Si nous connaissons plus précisément l’état du réseau électrique, nous pouvons influencer le comportement des client-e-s, par exemple en fixant les tarifs en temps utile. Dès qu’une surcharge du réseau électrique se dessine, la tarification peut être utilisée pour que les maisons intelligentes éteignent certains appareils.

Nous pouvons par ailleurs collecter et traiter les données des batteries des véhicules électriques comme les vélos, et en tirer des connaissances intéressantes sur leur état.

Lors du Face to Face Meeting, le projet «Big Data et batteries de vélos électriques», entre autres, sera présenté. De quoi s’agit-il?

Mascha Kurpicz-Briki: Il s’agit d’un projet de deux étudiants en bachelor de la filière Informatique, orientation Data Engineering. Ils travaillent en étroite collaboration avec le Centre BFH Stockage d’énergie et un partenaire externe. L’entreprise industrielle met à disposition des ensembles de données réelles sur des vélos électriques qui ont été utilisés. Il s’agit maintenant de procéder à une analyse de ces grandes quantités de données (Big Data). Dans un premier temps, les étudiant-e-s extraient les données figurant dans la base de données existante et les importent dans des structures de données appropriées pour un traitement ultérieur (Data Import et Data Cleaning). Les données sont ensuite examinées afin d’y déceler des schémas qui sont affichés sous forme de graphiques.

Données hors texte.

//! The worker loop: block on the queue, dispatch jobs, shut down cleanly.

use std::time::Duration;

use tokio_util::sync::CancellationToken;
use tracing::{error, info};

use crate::queue::JobQueue;
use crate::runner::JobRunner;

/// Queue pop timeout per loop iteration.
const POP_TIMEOUT: Duration = Duration::from_secs(5);
/// Backoff after a queue transport error.
const RECONNECT_DELAY: Duration = Duration::from_secs(5);

pub struct Worker {
    queue: JobQueue,
    runner: JobRunner,
    shutdown: CancellationToken,
}

impl Worker {
    pub fn new(queue: JobQueue, runner: JobRunner, shutdown: CancellationToken) -> Self {
        Self {
            queue,
            runner,
            shutdown,
        }
    }

    /// Run until shutdown is requested. A job in flight when the signal
    /// arrives is allowed to finish; the loop exits afterwards.
    pub async fn run(&self) {
        info!("Worker started and waiting for jobs");

        while !self.shutdown.is_cancelled() {
            match self.queue.pop(POP_TIMEOUT).await {
                Ok(Some(job_id)) => {
                    info!(job_id, "Received job");
                    self.runner.process_job(&job_id).await;
                }
                Ok(None) => {}
                Err(e) => {
                    error!(error = %e, "Queue error, reconnecting");
                    tokio::select! {
                        _ = self.shutdown.cancelled() => break,
                        _ = tokio::time::sleep(RECONNECT_DELAY) => {}
                    }
                }
            }
        }

        info!("Worker shutting down");
    }
}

Les points suivants sont d’un grand intérêt pour l’entreprise. Comment les batteries sont-elles utilisées le plus souvent? Quelle est l’influence des différentes stratégies de recharge sur les performances? Quelles sont les conditions qui provoquent un vieillissement prématuré? Comment les différentes cellules de la batterie se comportent-elles pendant sa durée de vie?

Lors d’une étape ultérieure, les données sont utilisées pour développer, à l’aide du «Machine Learning», des modèles permettant de tirer des conclusions précises sur l’état (état de charge, durée de vie) des batteries.

Un autre projet concerne la gestion intelligente des batteries domestiques.

Stefan Schori: Ce projet, financé par l’Office fédéral de l’énergie, porte sur ce que l’on appelle «la flexibilité au service du réseau» des batteries domestiques. Elles sont exploitées de manière à interrompre tant les pics d’alimentation (p. ex. les systèmes photovoltaïques à midi) que de consommation (p. ex. la production d’eau chaude et l’électromobilité). Elles permettent ainsi d’éviter la surcharge, resp. l’extension du réseau.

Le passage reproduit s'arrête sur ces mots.